Exercise brief: From the entries below, reproduce exactly the line containing "file if present.", the line containing "let _ = dotenvy::dotenv();", and every line in between, with nothing added.

☆ ☆ ☆ ☆ ☆ ☆ ☆

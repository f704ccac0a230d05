//! Arcline Admin - Internal back office.
//!
//! This binary serves the back office on port 3001.
//!
//! # Architecture
//!
//! - Axum web framework with Askama server-side rendering and HTMX for
//!   the upload fragments
//! - Hosted backend for rows, blobs, and password auth
//! - In-memory sessions carrying the auth service's access token
//!
//! # Security
//!
//! Every administrative route sits behind the session extractor; write
//! calls to the backend carry the signed-in operator's token, never a
//! service key.

#![cfg_attr(not(test), forbid(unsafe_code))]

use axum::{Router, routing::get};
use tower_http::services::ServeDir;

mod config;
mod editor;
mod error;
mod filters;
mod forms;
mod middleware;
mod models;
mod routes;
mod state;

use config::AdminConfig;
use sentry::integrations::tracing as sentry_tracing;
use state::AppState;
use tracing_subscriber::{layer::SubscriberExt, util::SubscriberInitExt};

/// Initialize Sentry error tracking and return guard that must be kept alive.
fn init_sentry(config: &AdminConfig) -> Option<sentry::ClientInitGuard> {
    let dsn = config.sentry_dsn.as_ref()?;

    let guard = sentry::init((
        dsn.as_str(),
        sentry::ClientOptions {
            release: sentry::release_name!(),
            attach_stacktrace: true,
            ..Default::default()
        },
    ));

    tracing::info!("Sentry initialized");
    Some(guard)
}

/// Filter tracing events to Sentry event types.
fn sentry_event_filter(metadata: &tracing::Metadata<'_>) -> sentry_tracing::EventFilter {
    match *metadata.level() {
        tracing::Level::ERROR | tracing::Level::WARN => sentry_tracing::EventFilter::Event,
        tracing::Level::INFO | tracing::Level::DEBUG => sentry_tracing::EventFilter::Breadcrumb,
        _ => sentry_tracing::EventFilter::Ignore,
    }
}

#[tokio::main]
async fn main() {
    // Load configuration from environment (needed for Sentry init)
    let config = AdminConfig::from_env().expect("Failed to load configuration");

    // Initialize Sentry (must be done before tracing subscriber)
    let _sentry_guard = init_sentry(&config);

    // Initialize tracing with EnvFilter and Sentry integration
    let env_filter = tracing_subscriber::EnvFilter::try_from_default_env()
        .unwrap_or_else(|_| "arcline_admin=info,tower_http=debug".into());

    tracing_subscriber::registry()
        .with(env_filter)
        .with(tracing_subscriber::fmt::layer())
        .with(sentry_tracing::layer().event_filter(sentry_event_filter))
        .init();

    // Build application state
    let state = AppState::new(config.clone()).expect("Failed to initialize application state");

    // Create session layer (in-memory; the remote auth service owns
    // credential state)
    let session_layer = middleware::create_session_layer(state.config());

    // Build router
    let app = Router::new()
        .route("/health", get(health))
        .merge(routes::routes())
        .nest_service("/static", ServeDir::new("crates/admin/static"))
        .layer(session_layer)
        .with_state(state)
        // Sentry layers (outermost for full request coverage)
        .layer(sentry_tower::NewSentryLayer::new_from_top())
        .layer(sentry_tower::SentryHttpLayer::new().enable_transaction());

    // Start server
    let addr = config.socket_addr();
    tracing::info!("admin listening on {}", addr);

    let listener = tokio::net::TcpListener::bind(addr)
        .await
        .expect("Failed to bind to address");

    axum::serve(listener, app)
        .with_graceful_shutdown(shutdown_signal())
        .await
        .expect("Server error");
}

/// Liveness health check endpoint.
async fn health() -> &'static str {
    "ok"
}

/// Wait for shutdown signal (Ctrl+C or SIGTERM).
async fn shutdown_signal() {
    let ctrl_c = async {
        tokio::signal::ctrl_c()
            .await
            .expect("Failed to install Ctrl+C handler");
    };

    #[cfg(unix)]
    let terminate = async {
        tokio::signal::unix::signal(tokio::signal::unix::SignalKind::terminate())
            .expect("Failed to install signal handler")
            .recv()
            .await;
    };

    #[cfg(not(unix))]
    let terminate = std::future::pending::<()>();

    tokio::select! {
        () = ctrl_c => {},
        () = terminate => {},
    }

    tracing::info!("Shutdown signal received, starting graceful shutdown");
}
//! Public site configuration loaded from environment variables.
//!
//! # Environment Variables
//!
//! ## Required
//! - `STORE_API_URL` / `STORE_ANON_KEY` - hosted backend (see
//!   `arcline-store`)
//!
//! ## Optional
//! - `SITE_HOST` - Bind address (default: 127.0.0.1)
//! - `SITE_PORT` - Listen port (default: 3000)
//! - `SITE_BASE_URL` - Public URL (default: `http://localhost:3000`)
//! - `SENTRY_DSN` - Sentry error tracking DSN

use std::net::{IpAddr, SocketAddr};

use arcline_store::{ConfigError, StoreConfig};

/// Public site configuration.
#[derive(Debug, Clone)]
pub struct SiteConfig {
    /// IP address to bind the server to
    pub host: IpAddr,
    /// Port to listen on
    pub port: u16,
    /// Public base URL for the site
    pub base_url: String,
    /// Hosted backend connection settings
    pub store: StoreConfig,
    /// Sentry DSN for error tracking
    pub sentry_dsn: Option<String>,
}

impl SiteConfig {
    /// Load configuration from environment variables.
    ///
    /// Calls `dotenvy::dotenv()` to load from `.env` file if present.
    ///
    /// # Errors
    ///
    /// Returns `ConfigError` if required variables are missing or invalid.
    pub fn from_env() -> Result<Self, ConfigError> {
        // Load .env file if present (ignore errors if not found)
        let _ = dotenvy::dotenv();

        let host = get_env_or_default("SITE_HOST", "127.0.0.1")
            .parse::<IpAddr>()
            .map_err(|e| ConfigError::InvalidEnvVar("SITE_HOST".to_string(), e.to_string()))?;
        let port = get_env_or_default("SITE_PORT", "3000")
            .parse::<u16>()
            .map_err(|e| ConfigError::InvalidEnvVar("SITE_PORT".to_string(), e.to_string()))?;
        let base_url = get_env_or_default("SITE_BASE_URL", "http://localhost:3000");
        let store = StoreConfig::from_env()?;
        let sentry_dsn = std::env::var("SENTRY_DSN").ok();

        Ok(Self {
            host,
            port,
            base_url,
            store,
            sentry_dsn,
        })
    }

    /// Returns the socket address for binding the server.
    #[must_use]
    pub const fn socket_addr(&self) -> SocketAddr {
        SocketAddr::new(self.host, self.port)
    }
}

/// Get an environment variable with a default value.
fn get_env_or_default(key: &str, default: &str) -> String {
    std::env::var(key).unwrap_or_else(|_| default.to_string())
}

☆ ☆ ☆ ☆ ☆ ☆ ☆

Answer section:
    /// Calls `dotenvy::dotenv()` to load from `.env` file if present.
    ///
    /// # Errors
    ///
    /// Returns `ConfigError` if required variables are missing or invalid.
    pub fn from_env() -> Result<Self, ConfigError> {
        // Load .env file if present (ignore errors if not found)
        let _ = dotenvy::dotenv();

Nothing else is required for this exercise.